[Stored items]
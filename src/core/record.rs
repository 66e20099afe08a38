//! Game history records.
//!
//! Every roll, move and skip is appended to the engine's history with the
//! turn it happened in and its order within that turn. Used for replay,
//! debugging and for UIs that show a move log.

use serde::{Deserialize, Serialize};

use super::color::Color;
use super::token::Location;

/// What happened.
#[derive(Clone, Debug, PartialEq, Eq, Serialize, Deserialize)]
#[serde(rename_all = "snake_case")]
pub enum RecordKind {
    /// The die was rolled.
    Roll { value: u8 },
    /// A token moved.
    Move { token: usize, from: Location, to: Location },
    /// No legal move existed and the turn passed.
    Skip,
}

/// A recorded step with metadata for history tracking.
#[derive(Clone, Debug, PartialEq, Eq, Serialize, Deserialize)]
pub struct MoveRecord {
    /// Turn number when the step was taken (starts at 1).
    pub turn: u32,

    /// Sequence number within the turn (for ordering).
    pub sequence: u32,

    /// The color that acted.
    pub color: Color,

    /// The step itself.
    pub kind: RecordKind,
}

impl MoveRecord {
    /// Create a new record.
    #[must_use]
    pub fn new(turn: u32, sequence: u32, color: Color, kind: RecordKind) -> Self {
        Self {
            turn,
            sequence,
            color,
            kind,
        }
    }
}

#[cfg(test)]
mod tests {
    use super::*;

    #[test]
    fn test_record_new() {
        let record = MoveRecord::new(3, 1, Color::Blue, RecordKind::Skip);

        assert_eq!(record.turn, 3);
        assert_eq!(record.sequence, 1);
        assert_eq!(record.color, Color::Blue);
        assert_eq!(record.kind, RecordKind::Skip);
    }

    #[test]
    fn test_record_serialization() {
        let record = MoveRecord::new(
            2,
            1,
            Color::Red,
            RecordKind::Move {
                token: 0,
                from: Location::AtHome,
                to: Location::OnTrack(0),
            },
        );

        let json = serde_json::to_string(&record).unwrap();
        let deserialized: MoveRecord = serde_json::from_str(&json).unwrap();

        assert_eq!(record, deserialized);
    }
}
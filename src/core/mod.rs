//! Core engine types: colors, tokens, board, dice, rule configuration, records.
//!
//! Nothing in here knows how a move is decided. These are the data the
//! `rules` functions read and the `game` engine mutates.

pub mod color;
pub mod token;
pub mod board;
pub mod rng;
pub mod config;
pub mod record;

pub use color::{Color, ColorMap};
pub use token::{Location, TokenRef};
pub use board::Board;
pub use rng::DiceRng;
pub use config::{ConfigError, RuleSet};
pub use record::{MoveRecord, RecordKind};
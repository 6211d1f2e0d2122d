// 该文件是 Lumina （植光） 项目的一部分。
// src/preprocess.rs - 推理前的图像预处理
//
// 本文件根据 Apache 许可证第 2.0 版（以下简称“许可证”）授权使用；
// 除非遵守该许可证条款，否则您不得使用本文件。
// 您可通过以下网址获取许可证副本：
// http://www.apache.org/licenses/LICENSE-2.0
// 除非适用法律要求或书面同意，根据本许可协议分发的软件均按“原样”提供，
// 不附带任何形式的明示或暗示的保证或条件。
// 有关许可权限与限制的具体条款，请参阅本许可协议。
//
// Copyright (C) 2026 Johann Li <me@qinka.pro>, Wareless Group

use std::borrow::Cow;

use image::{Rgb, RgbImage};
use tracing::debug;

/// 8 位 HSV 色相的取值上界，0..180 对应 0..360 度
pub const HUE_RANGE: u8 = 180;
/// 绿色色相（120 度）
pub const GREEN_HUE: u8 = 60;

#[derive(Debug, Clone, Copy, PartialEq, Eq, Default)]
pub enum Preprocess {
  /// 原图直接送入模型
  #[default]
  Identity,
  /// 将每个像素的色相替换为常量，饱和度与明度保持不变
  HueOverride { hue: u8 },
}

impl Preprocess {
  pub fn green_hue() -> Self {
    Preprocess::HueOverride { hue: GREEN_HUE }
  }

  pub fn is_identity(&self) -> bool {
    matches!(self, Preprocess::Identity)
  }

  /// 不修改输入图像；`Identity` 时直接借用原图
  pub fn apply<'a>(&self, image: &'a RgbImage) -> Cow<'a, RgbImage> {
    match *self {
      Preprocess::Identity => Cow::Borrowed(image),
      Preprocess::HueOverride { hue } => {
        debug!(
          "色相覆盖预处理: hue={}, 尺寸 {}x{}",
          hue,
          image.width(),
          image.height()
        );
        let hue = hue % HUE_RANGE;
        let mut output = image.clone();
        for pixel in output.pixels_mut() {
          let (_, s, v) = rgb_to_hsv(pixel.0);
          *pixel = Rgb(hsv_to_rgb(hue, s, v));
        }
        Cow::Owned(output)
      }
    }
  }
}

/// RGB 转 8 位 HSV (H: 0..180, S: 0..255, V: 0..255)
pub fn rgb_to_hsv([r, g, b]: [u8; 3]) -> (u8, u8, u8) {
  let (r, g, b) = (r as f32, g as f32, b as f32);
  let max = r.max(g).max(b);
  let min = r.min(g).min(b);
  let delta = max - min;

  let s = if max > 0.0 {
    (delta * 255.0 / max).round()
  } else {
    0.0
  };

  let mut h = if delta == 0.0 {
    0.0
  } else if max == r {
    60.0 * (g - b) / delta
  } else if max == g {
    120.0 + 60.0 * (b - r) / delta
  } else {
    240.0 + 60.0 * (r - g) / delta
  };
  if h < 0.0 {
    h += 360.0;
  }

  let h = ((h / 2.0).round() as u32 % HUE_RANGE as u32) as u8;
  (h, s as u8, max as u8)
}

/// 8 位 HSV 转 RGB
pub fn hsv_to_rgb(h: u8, s: u8, v: u8) -> [u8; 3] {
  let h = (h as f32 * 2.0) % 360.0 / 60.0;
  let s = s as f32 / 255.0;
  let v = v as f32 / 255.0;

  let sector = h.floor();
  let f = h - sector;
  let p = v * (1.0 - s);
  let q = v * (1.0 - s * f);
  let t = v * (1.0 - s * (1.0 - f));

  let (r, g, b) = match sector as u32 {
    0 => (v, t, p),
    1 => (q, v, p),
    2 => (p, v, t),
    3 => (p, q, v),
    4 => (t, p, v),
    _ => (v, p, q),
  };

  [r, g, b].map(|c| (c * 255.0).round().clamp(0.0, 255.0) as u8)
}
// 该文件是 Lumina （植光） 项目的一部分。
// src/output.rs - 输出定义
//
// 本程序遵循 GNU Affero 通用公共许可证（AGPL）许可协议。
// 本程序的发布旨在提供实用价值，但不作任何形式的担保，
// 包括但不限于对适销性或特定用途适用性的默示担保。
// 更多详情请参阅 GNU 通用公共许可证。
//
// Copyright (C) 2026 Johann Li <me@qinka.pro>, ETVP

use thiserror::Error;
use url::Url;

use crate::FromUrl;
#[cfg(any(feature = "save_image_file", feature = "json_report"))]
use crate::FromUrlWithScheme;
use crate::pipeline::Report;

pub trait Render: Sized {
  type Error;
  fn render_report(&self, report: &Report) -> Result<(), Self::Error>;
}

mod panel;
pub use self::panel::{PanelOutput, format_panel};

#[cfg(feature = "save_image_file")]
mod save_image_file;
#[cfg(feature = "save_image_file")]
pub use self::save_image_file::{SaveImageFileError, SaveImageFileOutput};

#[cfg(feature = "json_report")]
mod json_report;
#[cfg(feature = "json_report")]
pub use self::json_report::{JsonReportError, JsonReportOutput};

#[derive(Error, Debug)]
pub enum OutputError {
  #[cfg(feature = "save_image_file")]
  #[error("保存图像文件错误: {0}")]
  SaveImageFileError(#[from] SaveImageFileError),
  #[cfg(feature = "json_report")]
  #[error("JSON 报告输出错误: {0}")]
  JsonReportError(#[from] JsonReportError),
  #[error("URI 方案不匹配: {0}")]
  SchemeMismatch(String),
}

pub enum OutputWrapper {
  #[cfg(feature = "save_image_file")]
  SaveImageFileOutput(SaveImageFileOutput),
  #[cfg(feature = "json_report")]
  JsonReportOutput(JsonReportOutput),
}

impl FromUrl for OutputWrapper {
  type Error = OutputError;

  fn from_url(url: &Url) -> Result<Self, Self::Error> {
    match url.scheme() {
      #[cfg(feature = "save_image_file")]
      SaveImageFileOutput::SCHEME => {
        let output = SaveImageFileOutput::from_url(url)?;
        Ok(OutputWrapper::SaveImageFileOutput(output))
      }
      #[cfg(feature = "json_report")]
      JsonReportOutput::SCHEME => {
        let output = JsonReportOutput::from_url(url)?;
        Ok(OutputWrapper::JsonReportOutput(output))
      }
      scheme => Err(OutputError::SchemeMismatch(scheme.to_string())),
    }
  }
}

impl Render for OutputWrapper {
  type Error = OutputError;

  fn render_report(&self, report: &Report) -> Result<(), Self::Error> {
    match self {
      #[cfg(feature = "save_image_file")]
      OutputWrapper::SaveImageFileOutput(output) => output
        .render_report(report)
        .map_err(OutputError::from),
      #[cfg(feature = "json_report")]
      OutputWrapper::JsonReportOutput(output) => output
        .render_report(report)
        .map_err(OutputError::from),
    }
  }
}

#[cfg(test)]
mod tests {
  use super::*;

  #[test]
  fn unknown_scheme_is_rejected() {
    let url = Url::parse("rtsp://localhost/stream").unwrap();
    assert!(matches!(
      OutputWrapper::from_url(&url),
      Err(OutputError::SchemeMismatch(scheme)) if scheme == "rtsp"
    ));
  }
}
// 该文件是 Lumina （植光） 项目的一部分。
// src/detection.rs - 归一化后的检测结果
//
// 本文件根据 Apache 许可证第 2.0 版（以下简称“许可证”）授权使用；
// 除非遵守该许可证条款，否则您不得使用本文件。
// 您可通过以下网址获取许可证副本：
// http://www.apache.org/licenses/LICENSE-2.0
// 除非适用法律要求或书面同意，根据本许可协议分发的软件均按“原样”提供，
// 不附带任何形式的明示或暗示的保证或条件。
// 有关许可权限与限制的具体条款，请参阅本许可协议。
//
// Copyright (C) 2026 Johann Li <me@qinka.pro>, Wareless Group

use serde::Serialize;

/// 坐标绝对值上限，远大于任何实际图像尺寸
pub const COORD_LIMIT: i32 = 1 << 24;

/// 像素坐标的边框 (x1, y1) - (x2, y2)
#[derive(Debug, Clone, Copy, PartialEq, Eq, Hash, Serialize)]
pub struct BoundingBox {
  pub x1: i32,
  pub y1: i32,
  pub x2: i32,
  pub y2: i32,
}

impl BoundingBox {
  /// 坐标被限制在 ±COORD_LIMIT 内
  pub fn new(x1: i32, y1: i32, x2: i32, y2: i32) -> Self {
    let clip = |v: i32| v.clamp(-COORD_LIMIT, COORD_LIMIT);
    Self {
      x1: clip(x1),
      y1: clip(y1),
      x2: clip(x2),
      y2: clip(y2),
    }
  }

  /// 浮点坐标向零截断，NaN 记为 0
  pub fn from_xyxy(bbox: [f32; 4]) -> Self {
    Self::new(
      bbox[0] as i32,
      bbox[1] as i32,
      bbox[2] as i32,
      bbox[3] as i32,
    )
  }

  /// 至少 1 像素
  pub fn width(&self) -> u32 {
    self.x2.saturating_sub(self.x1).max(1) as u32
  }

  /// 至少 1 像素
  pub fn height(&self) -> u32 {
    self.y2.saturating_sub(self.y1).max(1) as u32
  }
}

#[derive(Debug, Clone, PartialEq, Serialize)]
pub struct Detection {
  pub bbox: BoundingBox,
  pub confidence: f32,
  pub raw_label: String,
  pub label: String,
}

impl Detection {
  /// 形如 `Growing (0.87)` 的标注文本
  pub fn caption(&self) -> String {
    format!("{} ({:.2})", self.label, self.confidence)
  }
}
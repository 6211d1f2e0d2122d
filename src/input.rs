// 该文件是 Lumina （植光） 项目的一部分。
// src/input.rs - 上传图像读取
//
// 本文件根据 Apache 许可证第 2.0 版（以下简称“许可证”）授权使用；
// 除非遵守该许可证条款，否则您不得使用本文件。
// 您可通过以下网址获取许可证副本：
// http://www.apache.org/licenses/LICENSE-2.0
// 除非适用法律要求或书面同意，根据本许可协议分发的软件均按“原样”提供，
// 不附带任何形式的明示或暗示的保证或条件。
// 有关许可权限与限制的具体条款，请参阅本许可协议。
//
// Copyright (C) 2026 Johann Li <me@qinka.pro>, Wareless Group

use std::io::Cursor;

use image::{ImageFormat, ImageReader, RgbImage};
use thiserror::Error;
use tracing::{debug, error, info};
use url::Url;

use crate::{FromUrl, FromUrlWithScheme, url_to_path};

/// 允许上传的图像格式
pub const ACCEPTED_FORMATS: [ImageFormat; 2] = [ImageFormat::Jpeg, ImageFormat::Png];

#[derive(Error, Debug)]
pub enum ImageFileInputError {
  #[error("URI schema mismatch: {0}")]
  SchemaMismatch(String),
  #[error("I/O error: {0}")]
  IoError(#[from] std::io::Error),
  #[error("Image loading error: {0}")]
  ImageLoadError(#[from] image::ImageError),
  #[error("Unsupported image format: {0}")]
  UnsupportedFormat(String),
}

/// 解码上传的 JPEG/PNG 数据为 RGB 图像，格式由内容判断而非扩展名
pub fn decode_upload(data: &[u8]) -> Result<RgbImage, ImageFileInputError> {
  let reader = ImageReader::new(Cursor::new(data)).with_guessed_format()?;

  match reader.format() {
    Some(format) if ACCEPTED_FORMATS.contains(&format) => {
      debug!("上传图像格式: {:?}", format);
    }
    Some(format) => {
      error!("不支持的图像格式: {:?}", format);
      return Err(ImageFileInputError::UnsupportedFormat(format!("{:?}", format)));
    }
    None => {
      error!("无法识别的图像格式");
      return Err(ImageFileInputError::UnsupportedFormat("unknown".to_string()));
    }
  }

  Ok(reader.decode()?.to_rgb8())
}

pub struct ImageFileInput {
  image: RgbImage,
}

impl FromUrlWithScheme for ImageFileInput {
  const SCHEME: &'static str = "image";
}

impl FromUrl for ImageFileInput {
  type Error = ImageFileInputError;

  fn from_url(url: &Url) -> Result<Self, Self::Error> {
    if url.scheme() != Self::SCHEME {
      error!(
        "URI scheme mismatch: expected '{}', found '{}'",
        Self::SCHEME,
        url.scheme()
      );
      return Err(ImageFileInputError::SchemaMismatch(url.scheme().to_string()));
    }

    let path = url_to_path(url);
    info!("读取上传图像: {}", path.display());
    let data = std::fs::read(&path)?;
    Self::from_bytes(&data)
  }
}

impl ImageFileInput {
  pub fn from_bytes(data: &[u8]) -> Result<Self, ImageFileInputError> {
    let image = decode_upload(data)?;
    info!("图像尺寸: {}x{}", image.width(), image.height());
    Ok(Self { image })
  }

  pub fn image(&self) -> &RgbImage {
    &self.image
  }
}

#[cfg(test)]
mod tests {
  use super::*;
  use image::{DynamicImage, Rgb};

  fn encoded(format: ImageFormat) -> Vec<u8> {
    let image = RgbImage::from_fn(8, 6, |x, y| Rgb([(x * 30) as u8, (y * 40) as u8, 128]));
    let mut buffer = Cursor::new(Vec::new());
    DynamicImage::ImageRgb8(image)
      .write_to(&mut buffer, format)
      .unwrap();
    buffer.into_inner()
  }

  #[test]
  fn png_round_trips_losslessly() {
    let image = decode_upload(&encoded(ImageFormat::Png)).unwrap();
    assert_eq!(image.dimensions(), (8, 6));
    assert_eq!(*image.get_pixel(2, 3), Rgb([60, 120, 128]));
  }

  #[test]
  fn jpeg_is_accepted() {
    let image = decode_upload(&encoded(ImageFormat::Jpeg)).unwrap();
    assert_eq!(image.dimensions(), (8, 6));
  }

  #[test]
  fn other_formats_are_rejected() {
    assert!(matches!(
      decode_upload(&encoded(ImageFormat::Bmp)),
      Err(ImageFileInputError::UnsupportedFormat(_))
    ));
    assert!(matches!(
      decode_upload(b"definitely not an image"),
      Err(ImageFileInputError::UnsupportedFormat(_))
    ));
  }

  #[test]
  fn reads_from_image_url() {
    let dir = tempfile::tempdir().unwrap();
    let path = dir.path().join("lettuce photo.png");
    std::fs::write(&path, encoded(ImageFormat::Png)).unwrap();

    let url = Url::from_file_path(&path).unwrap();
    let url = Url::parse(&url.as_str().replacen("file", "image", 1)).unwrap();
    let input = ImageFileInput::from_url(&url).unwrap();
    assert_eq!(input.image().dimensions(), (8, 6));
  }

  #[test]
  fn wrong_scheme_is_rejected() {
    let url = Url::parse("replay:///tmp/lettuce.png").unwrap();
    assert!(matches!(
      ImageFileInput::from_url(&url),
      Err(ImageFileInputError::SchemaMismatch(_))
    ));
  }
}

[Directions]: The count, and nothing else: how many lines of the entries contain the word "buffer"?

[Response to the task]: 3